Mokri met en doute la volonté de l’Etat d’une réelle transition démocratique à travers l’amendement de la constitution. « Le pouvoir veut gagner du temps en attendant de dépasser cette conjoncture difficile », a-t-il soutenu en soulignant qu’il n’y a même pas une réelle intention d’amender la constitution.

« On a parlé d’amendement en 2011 et à 2015 nous sommes toujours au même point », a-t-il souligné. Il a rappelé que son parti a boycotté cette démarche de consultations menée par l’ex chef du gouvernement, Ahmed Ouyahia, car il estimait que c’était beaucoup plus un outil pour effriter l’opposition et gagner du temps.

« Le 2e round de ces consultations est semblable aux autres épisodes et ne nous concerne pas du tout », a-t-il tranché. Il a ajouté en revanche que l’opposition a proposé sa vision dans la plateforme de Zéralda « C’est notre seule initiative pour aider au changement et à la transition démocratique en Algérie », a-t-il dit en affirmant le MSP était disposé à dialoguer avec tous les partis y compris le Président et l’armée.

Quant à son différend avec le FFS, Mokri a affirmé que les deux partis sont en « compétition » et que chaque partie veut faire valoir sa vision. « Nous ne voulons pas laisser le champ libre à nos concurrents car on est effectivement en compétition avec le FFS », a-t-il ajouté. Interrogé sur la position de son partie vis-à-vis des frères musulmans en Egypte.

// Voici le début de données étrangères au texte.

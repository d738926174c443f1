use std::path::PathBuf;

use async_trait::async_trait;
use tokio::fs;

use crate::store::{BlobStore, StoreError};

/// One JSON file per key under a data directory. Writes land in a temp file
/// first and are renamed into place, so readers never observe torn JSON.
pub struct FileStore {
    data_dir: PathBuf,
}

impl FileStore {
    pub fn new(data_dir: impl Into<PathBuf>) -> Self {
        Self {
            data_dir: data_dir.into(),
        }
    }

    // Keys are flat file names; anything that could escape the data
    // directory is rejected.
    fn resolve(&self, key: &str) -> Result<PathBuf, StoreError> {
        if key.is_empty() || key.contains('/') || key.contains('\\') || key.contains("..") {
            return Err(StoreError::InvalidKey(key.to_string()));
        }
        Ok(self.data_dir.join(key))
    }
}

#[async_trait]
impl BlobStore for FileStore {
    async fn get(&self, key: &str) -> Result<Option<String>, StoreError> {
        let path = self.resolve(key)?;
        match fs::read_to_string(&path).await {
            Ok(payload) => Ok(Some(payload)),
            Err(e) if e.kind() == std::io::ErrorKind::NotFound => Ok(None),
            Err(e) => Err(StoreError::Io(e)),
        }
    }

    async fn put(&self, key: &str, payload: String) -> Result<(), StoreError> {
        let path = self.resolve(key)?;
        fs::create_dir_all(&self.data_dir).await?;
        let tmp = self.data_dir.join(format!("{}.tmp", key));
        fs::write(&tmp, payload).await?;
        fs::rename(&tmp, &path).await?;
        Ok(())
    }
}
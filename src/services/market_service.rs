use futures::future::join_all;
use tracing::{debug, error, info, warn};

use crate::external::quote_provider::{QuoteObservation, QuoteProvider, SeriesKind};
use crate::models::{
    MarketHistoryDocument, MarketOverview, RefreshCounters, RefreshSummary, SeriesPoint,
    SeriesSnapshot,
};
use crate::services::clock::{self, Clock};
use crate::services::quote_cache::QuoteCache;
use crate::services::reconciler;
use crate::store::JsonStore;

/// Store key for the rolling history document.
pub const MARKET_HISTORY_KEY: &str = "market_history.json";

const TRACKED_SERIES: [SeriesKind; 2] = [SeriesKind::Usd, SeriesKind::Ibovespa];

// Served when a series has no stored history and the fetch failed.
const FALLBACK_USD_CURRENT: f64 = 5.42;
const FALLBACK_USD_CHANGE: f64 = 0.15;
const FALLBACK_USD_HISTORY: [f64; 7] = [5.38, 5.39, 5.40, 5.41, 5.42, 5.43, 5.42];

const FALLBACK_IBOV_CURRENT: f64 = 128_500.0;
const FALLBACK_IBOV_CHANGE: f64 = -0.45;
const FALLBACK_IBOV_HISTORY: [f64; 7] = [
    127_500.0, 128_000.0, 128_200.0, 128_800.0, 129_000.0, 128_700.0, 128_500.0,
];

/// What happened to one series during a refresh cycle.
#[derive(Debug, Clone, Copy, Default)]
pub struct SeriesOutcome {
    pub observation: Option<QuoteObservation>,
    pub changed: bool,
    pub fetch_failed: bool,
}

/// Result of one refresh cycle: the reconciled document plus per-series
/// outcomes. `persisted` is true only when a write happened and succeeded.
#[derive(Debug, Clone)]
pub struct RefreshOutcome {
    pub document: MarketHistoryDocument,
    pub usd: SeriesOutcome,
    pub ibovespa: SeriesOutcome,
    pub persisted: bool,
}

impl RefreshOutcome {
    pub fn has_fetch_error(&self) -> bool {
        self.usd.fetch_failed || self.ibovespa.fetch_failed
    }

    pub fn summary(&self) -> RefreshSummary {
        RefreshSummary {
            success: true,
            message: "market history updated".to_string(),
            data: RefreshCounters {
                usd: self.usd.observation.map(|o| o.value).unwrap_or(0.0),
                ibovespa: self.ibovespa.observation.map(|o| o.value).unwrap_or(0.0),
                usd_history_length: self.document.usd.len(),
                ibov_history_length: self.document.ibovespa.len(),
                persisted: self.persisted,
            },
        }
    }
}

/// One full refresh cycle: read the document, fetch both series
/// concurrently, reconcile each one independently, and write the document
/// back once when anything changed.
///
/// Nothing here is fatal. A failed fetch or non-positive value skips that
/// series for the cycle; a failed write is logged and the reconciled
/// document is still returned.
pub async fn run_refresh_cycle(
    store: &JsonStore,
    provider: &dyn QuoteProvider,
    cache: &QuoteCache,
    clock: &dyn Clock,
    use_cache: bool,
) -> RefreshOutcome {
    let document: MarketHistoryDocument = store
        .read(MARKET_HISTORY_KEY, MarketHistoryDocument::default())
        .await;

    let today = clock::today_key(clock);

    let fetches: Vec<_> = TRACKED_SERIES
        .iter()
        .map(|&series| fetch_series(provider, cache, series, use_cache))
        .collect();

    let mut usd = SeriesOutcome::default();
    let mut ibovespa = SeriesOutcome::default();
    for (series, observation, fetch_failed) in join_all(fetches).await {
        let outcome = match series {
            SeriesKind::Usd => &mut usd,
            SeriesKind::Ibovespa => &mut ibovespa,
        };
        outcome.observation = observation;
        outcome.fetch_failed = fetch_failed;
    }

    let mut updated = document;
    apply_observation(&mut updated.usd, &mut usd, SeriesKind::Usd, &today);
    apply_observation(&mut updated.ibovespa, &mut ibovespa, SeriesKind::Ibovespa, &today);

    let mut persisted = false;
    if usd.changed || ibovespa.changed {
        updated.last_updated = clock::iso_timestamp(clock);
        match store.write(MARKET_HISTORY_KEY, &updated).await {
            Ok(()) => {
                persisted = true;
                info!(
                    "💾 Market history persisted for {} (usd: {} points, ibovespa: {} points)",
                    today,
                    updated.usd.len(),
                    updated.ibovespa.len()
                );
            }
            Err(e) => {
                error!(
                    "Failed to persist market history: {}. Serving in-memory data.",
                    e
                );
            }
        }
    } else {
        debug!("No series changed for {}; skipping write", today);
    }

    RefreshOutcome {
        document: updated,
        usd,
        ibovespa,
        persisted,
    }
}

/// Dashboard projection. Runs a cycle through the quote cache, then shapes
/// each series for the chart, falling back to canned data when a series has
/// neither stored history nor a fresh quote.
pub async fn market_overview(
    store: &JsonStore,
    provider: &dyn QuoteProvider,
    cache: &QuoteCache,
    clock: &dyn Clock,
) -> MarketOverview {
    let outcome = run_refresh_cycle(store, provider, cache, clock, true).await;

    MarketOverview {
        usd: series_snapshot(
            &outcome.document.usd,
            outcome.usd.observation,
            SeriesKind::Usd,
            clock,
        ),
        ibovespa: series_snapshot(
            &outcome.document.ibovespa,
            outcome.ibovespa.observation,
            SeriesKind::Ibovespa,
            clock,
        ),
        has_error: outcome.has_fetch_error(),
        last_updated: outcome.document.last_updated.clone(),
    }
}

async fn fetch_series(
    provider: &dyn QuoteProvider,
    cache: &QuoteCache,
    series: SeriesKind,
    use_cache: bool,
) -> (SeriesKind, Option<QuoteObservation>, bool) {
    if use_cache {
        if let Some(observation) = cache.get_fresh(series) {
            debug!("Using cached {} quote", series);
            return (series, Some(observation), false);
        }
    }

    match provider.fetch_quote(series).await {
        Ok(observation) => {
            cache.put(series, observation);
            (series, Some(observation), false)
        }
        Err(e) => {
            warn!("Failed to fetch {} quote: {}", series, e);
            (series, None, true)
        }
    }
}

Il a répondu que les frères musulmans ont été élus démocratiquement par le peuple égyptien mais ils ont été écartés par les militaires à travers le coup d’Etat mené avec l’aide des forces « impérialistes » et le « sionisme ». « Nous considérons qu’ils sont victimes de l’injustice », a-t-il jugé en écartant toutefois que la conjoncture politique qui prévaut en Egypte impact sur l’Algérie.

Il a expliqué son point de vue par le fait que « la politiques étrangères des deux pays est totalement différente », notamment en ce qui concerne le traitement des crises régionales telles la guerre civil en Libye et la situation en Tunisie. En évoquant le rôle de l’Algérie dans ce pays, Mokri estime par ailleurs que l’Algérie soutient la transition et la démocratie chez les « voisins » tout en l’occultant chez elle.

Pour ce qui est des débordements observés en Algérie lors des marches contre l’hebdomadaire Charlie Hebdo et les slogans « radicaux » scandés lors de la marche contre ce journal, Mokri incombe toute la responsabilité à l’Etat qui contribue au « charlatanisme » de la rue. « Par son interdiction des marches et des manifestations dans la capitale, l’Etat encourage l’anarchie.

Car en temps normal, les marches des populations sont encadrées par des personnalités de la société civile pour exprimer une position et si elles sont interdites, les gens sortent spontanément ce qui risque de provoquer le désordre », a-t-il conclu.